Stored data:

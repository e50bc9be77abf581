//! Registry of custom validation functions.
//!
//! Custom rules are named predicates installed at runtime and referenced
//! from rule strings like any built-in. A rule can be synchronous
//! (returning `bool`) or asynchronous (returning a future of
//! `Result<bool, _>`); an `Err` completion is treated as a plain failure.

use std::fmt;
use std::future::Future;
use std::sync::Arc;

use compact_str::CompactString;
use futures::future::BoxFuture;
use rustc_hash::FxHashMap;
use serde_json::Value;

use crate::error::RegistryError;

/// Boxed error produced by a failing async rule.
pub type BoxError = Box<dyn std::error::Error + Send + Sync>;

/// A custom predicate over `(value, attribute, form_values)`.
#[derive(Clone)]
pub enum CustomRuleFn {
    /// Synchronous predicate
    Sync(Arc<dyn Fn(&Value, &str, &Value) -> bool + Send + Sync>),
    /// Asynchronous predicate; `Err` counts as `false`
    Async(Arc<dyn Fn(Value, String, Value) -> BoxFuture<'static, Result<bool, BoxError>> + Send + Sync>),
}

impl fmt::Debug for CustomRuleFn {
    fn fmt(&self, f: &mut fmt::Formatter<'_>) -> fmt::Result {
        match self {
            CustomRuleFn::Sync(_) => f.write_str("CustomRuleFn::Sync(..)"),
            CustomRuleFn::Async(_) => f.write_str("CustomRuleFn::Async(..)"),
        }
    }
}

/// A registered custom rule: the predicate plus its error message.
#[derive(Debug, Clone)]
pub struct CustomRule {
    pub(crate) func: CustomRuleFn,
    pub(crate) message: String,
}

impl CustomRule {
    /// The error message registered with the rule.
    pub fn message(&self) -> &str {
        &self.message
    }
}

/// Registry holding custom validation rules, keyed by name.
#[derive(Debug, Clone, Default)]
pub struct RuleRegistry {
    rules: FxHashMap<CompactString, CustomRule>,
}

impl RuleRegistry {
    /// Create a new empty registry.
    pub fn new() -> Self {
        Self::default()
    }

    /// Register a synchronous rule. Re-registering a name replaces it.
    pub fn register<F>(
        &mut self,
        name: &str,
        func: F,
        message: impl Into<String>,
    ) -> Result<(), RegistryError>
    where
        F: Fn(&Value, &str, &Value) -> bool + Send + Sync + 'static,
    {
        self.insert(name, CustomRuleFn::Sync(Arc::new(func)), message.into())
    }

    /// Register an asynchronous rule. Re-registering a name replaces it.
    pub fn register_async<F, Fut>(
        &mut self,
        name: &str,
        func: F,
        message: impl Into<String>,
    ) -> Result<(), RegistryError>
    where
        F: Fn(Value, String, Value) -> Fut + Send + Sync + 'static,
        Fut: Future<Output = Result<bool, BoxError>> + Send + 'static,
    {
        let wrapped = Arc::new(move |value: Value, attribute: String, form: Value| {
            Box::pin(func(value, attribute, form)) as BoxFuture<'static, Result<bool, BoxError>>
        });
        self.insert(name, CustomRuleFn::Async(wrapped), message.into())
    }

    fn insert(
        &mut self,
        name: &str,
        func: CustomRuleFn,
        message: String,
    ) -> Result<(), RegistryError> {
        if name.is_empty() {
            return Err(RegistryError::EmptyName);
        }
        if message.is_empty() {
            return Err(RegistryError::EmptyMessage(name.to_string()));
        }
        self.rules
            .insert(CompactString::new(name), CustomRule { func, message });
        Ok(())
    }

    /// Whether a custom rule with this name exists.
    pub fn contains(&self, name: &str) -> bool {
        self.rules.contains_key(name)
    }

    pub(crate) fn get(&self, name: &str) -> Option<&CustomRule> {
        self.rules.get(name)
    }

    /// Run a rule's predicate. A failed future counts as `false`.
    pub(crate) async fn run(
        rule: &CustomRule,
        value: &Value,
        attribute: &str,
        form_values: &Value,
    ) -> bool {
        match &rule.func {
            CustomRuleFn::Sync(func) => func(value, attribute, form_values),
            CustomRuleFn::Async(func) => {
                func(value.clone(), attribute.to_string(), form_values.clone())
                    .await
                    .unwrap_or(false)
            }
        }
    }
}

#[cfg(test)]
mod tests {
    use super::*;
    use serde_json::json;

    #[test]
    fn test_register_requires_message() {
        let mut registry = RuleRegistry::new();
        assert!(matches!(
            registry.register("nope", |_, _, _| true, ""),
            Err(RegistryError::EmptyMessage(_))
        ));
        assert!(registry.register("ok", |_, _, _| true, "bad").is_ok());
        assert!(registry.contains("ok"));
    }

    #[tokio::test]
    async fn test_run_sync_and_async() {
        let mut registry = RuleRegistry::new();
        registry
            .register("is_even", |value, _, _| {
                value.as_i64().is_some_and(|n| n % 2 == 0)
            }, "must be even")
            .unwrap();
        registry
            .register_async("always_errs", |_, _, _| async {
                Err::<bool, BoxError>("boom".into())
            }, "async failed")
            .unwrap();

        let form = json!({});
        let even = registry.get("is_even").unwrap();
        assert!(RuleRegistry::run(even, &json!(4), "n", &form).await);
        assert!(!RuleRegistry::run(even, &json!(3), "n", &form).await);

        // a rejected future is indistinguishable from `false`
        let errs = registry.get("always_errs").unwrap();
        assert!(!RuleRegistry::run(errs, &json!(1), "n", &form).await);
    }
}
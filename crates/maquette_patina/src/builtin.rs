//! Built-in validation rules.
//!
//! The rule set and its semantics follow the classic form-validation
//! conventions: `min`/`max`/`between`/`size` compare the numeric value of
//! numbers and the length of strings and arrays; every rule except
//! `required` passes vacuously when the field is empty.

use once_cell::sync::Lazy;
use regex::Regex;
use serde_json::Value;

static EMAIL: Lazy<Regex> =
    Lazy::new(|| Regex::new(r"^[^@\s]+@[^@\s]+\.[^@\s]+$").expect("email pattern"));

static URL: Lazy<Regex> = Lazy::new(|| {
    Regex::new(
        r"(?i)^(https?://)?((([a-z\d]([a-z\d-]*[a-z\d])*)\.?)+[a-z]{2,}|((\d{1,3}\.){3}\d{1,3}))(:\d+)?(/[-a-z\d%_.~+]*)*(\?[;&a-z\d%_.~+=-]*)?(#[-a-z\d_]*)?$",
    )
    .expect("url pattern")
});

/// Whether a value counts as present for validation purposes.
///
/// `null`, the empty string and the empty array are absent.
pub(crate) fn has_value(value: &Value) -> bool {
    match value {
        Value::Null => false,
        Value::String(s) => !s.is_empty(),
        Value::Array(items) => !items.is_empty(),
        _ => true,
    }
}

/// The comparable size of a value: numeric value for numbers, length for
/// strings and arrays.
fn size_of(value: &Value) -> Option<f64> {
    match value {
        Value::Number(n) => n.as_f64(),
        Value::String(s) => Some(s.chars().count() as f64),
        Value::Array(items) => Some(items.len() as f64),
        _ => None,
    }
}

fn as_number(value: &Value) -> Option<f64> {
    match value {
        Value::Number(n) => n.as_f64(),
        Value::String(s) => s.trim().parse().ok(),
        _ => None,
    }
}

fn as_comparable_string(value: &Value) -> Option<String> {
    match value {
        Value::String(s) => Some(s.clone()),
        Value::Number(n) => Some(n.to_string()),
        Value::Bool(b) => Some(b.to_string()),
        _ => None,
    }
}

fn param_number(params: &[String], index: usize) -> Option<f64> {
    params.get(index).and_then(|p| p.parse().ok())
}

fn chars_match(value: &Value, pred: impl Fn(char) -> bool) -> bool {
    match value {
        Value::String(s) => !s.is_empty() && s.chars().all(pred),
        _ => false,
    }
}

/// Evaluate a built-in rule. Returns `None` for unknown rule names.
pub(crate) fn check(name: &str, params: &[String], value: &Value) -> Option<bool> {
    let passed = match name {
        "required" => has_value(value),
        "email" => matches!(value, Value::String(s) if EMAIL.is_match(s)),
        "url" => matches!(value, Value::String(s) if URL.is_match(s)),
        "numeric" => as_number(value).is_some(),
        "integer" => match as_number(value) {
            Some(n) => n.fract() == 0.0,
            None => false,
        },
        "alpha" => chars_match(value, |c| c.is_alphabetic()),
        "alpha_num" => chars_match(value, |c| c.is_alphanumeric()),
        "alpha_dash" => chars_match(value, |c| c.is_alphanumeric() || c == '-' || c == '_'),
        "digits" => match (as_comparable_string(value), param_number(params, 0)) {
            (Some(s), Some(n)) => s.len() as f64 == n && s.chars().all(|c| c.is_ascii_digit()),
            _ => false,
        },
        "min" => match (size_of(value), param_number(params, 0)) {
            (Some(size), Some(min)) => size >= min,
            _ => false,
        },
        "max" => match (size_of(value), param_number(params, 0)) {
            (Some(size), Some(max)) => size <= max,
            _ => false,
        },
        "between" => match (size_of(value), param_number(params, 0), param_number(params, 1)) {
            (Some(size), Some(min), Some(max)) => size >= min && size <= max,
            _ => false,
        },
        "size" => match (size_of(value), param_number(params, 0)) {
            (Some(size), Some(expected)) => size == expected,
            _ => false,
        },
        "in" => match as_comparable_string(value) {
            Some(s) => params.iter().any(|p| p == &s),
            None => false,
        },
        "not_in" => match as_comparable_string(value) {
            Some(s) => !params.iter().any(|p| p == &s),
            None => false,
        },
        "accepted" => match value {
            Value::Bool(b) => *b,
            Value::String(s) => matches!(s.as_str(), "yes" | "on" | "1" | "true"),
            Value::Number(n) => n.as_f64() == Some(1.0),
            _ => false,
        },
        "boolean" => match value {
            Value::Bool(_) => true,
            Value::String(s) => matches!(s.as_str(), "true" | "false" | "0" | "1"),
            Value::Number(n) => matches!(n.as_f64(), Some(x) if x == 0.0 || x == 1.0),
            _ => false,
        },
        "string" => value.is_string(),
        "array" => value.is_array(),
        _ => return None,
    };
    Some(passed)
}

/// Default error message for a built-in rule, `:placeholder`s resolved.
pub(crate) fn message_for(name: &str, label: &str, params: &[String]) -> String {
    let template = match name {
        "required" => "The :attribute field is required.",
        "email" => "The :attribute format is invalid.",
        "url" => "The :attribute format is invalid.",
        "numeric" => "The :attribute must be a number.",
        "integer" => "The :attribute must be an integer.",
        "alpha" => "The :attribute field must contain only alphabetic characters.",
        "alpha_num" => "The :attribute field must be alphanumeric.",
        "alpha_dash" => {
            "The :attribute field may only contain alpha-numeric characters, as well as dashes and underscores."
        }
        "digits" => "The :attribute must be :digits digits.",
        "min" => "The :attribute must be at least :min.",
        "max" => "The :attribute may not be greater than :max.",
        "between" => "The :attribute field must be between :min and :max.",
        "size" => "The :attribute must be :size.",
        "in" | "not_in" => "The selected :attribute is invalid.",
        "accepted" => "The :attribute must be accepted.",
        "boolean" => "The :attribute field must be true or false.",
        "string" => "The :attribute must be a string.",
        "array" => "The :attribute must be an array.",
        "regex" => "The :attribute format is invalid.",
        _ => "The :attribute field is invalid.",
    };
    substitute(template, label, name, params)
}

/// Resolve `:placeholder`s in a message template.
pub(crate) fn substitute(template: &str, label: &str, name: &str, params: &[String]) -> String {
    let empty = String::new();
    let first = params.first().unwrap_or(&empty);
    let second = params.get(1).unwrap_or(&empty);
    template
        .replace(":attribute", label)
        .replace(":digits", first)
        .replace(":size", first)
        .replace(":min", first)
        .replace(":max", if name == "between" { second } else { first })
}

Directions: For this exercise, please output exactly the lines above starting at the line with "use std::fmt;" and ending at the line with "pub enum CustomRuleFn", ends included.

Output below:
use std::fmt;
use std::future::Future;
use std::sync::Arc;

use compact_str::CompactString;
use futures::future::BoxFuture;
use rustc_hash::FxHashMap;
use serde_json::Value;

use crate::error::RegistryError;

/// Boxed error produced by a failing async rule.
pub type BoxError = Box<dyn std::error::Error + Send + Sync>;

/// A custom predicate over `(value, attribute, form_values)`.
#[derive(Clone)]
pub enum CustomRuleFn {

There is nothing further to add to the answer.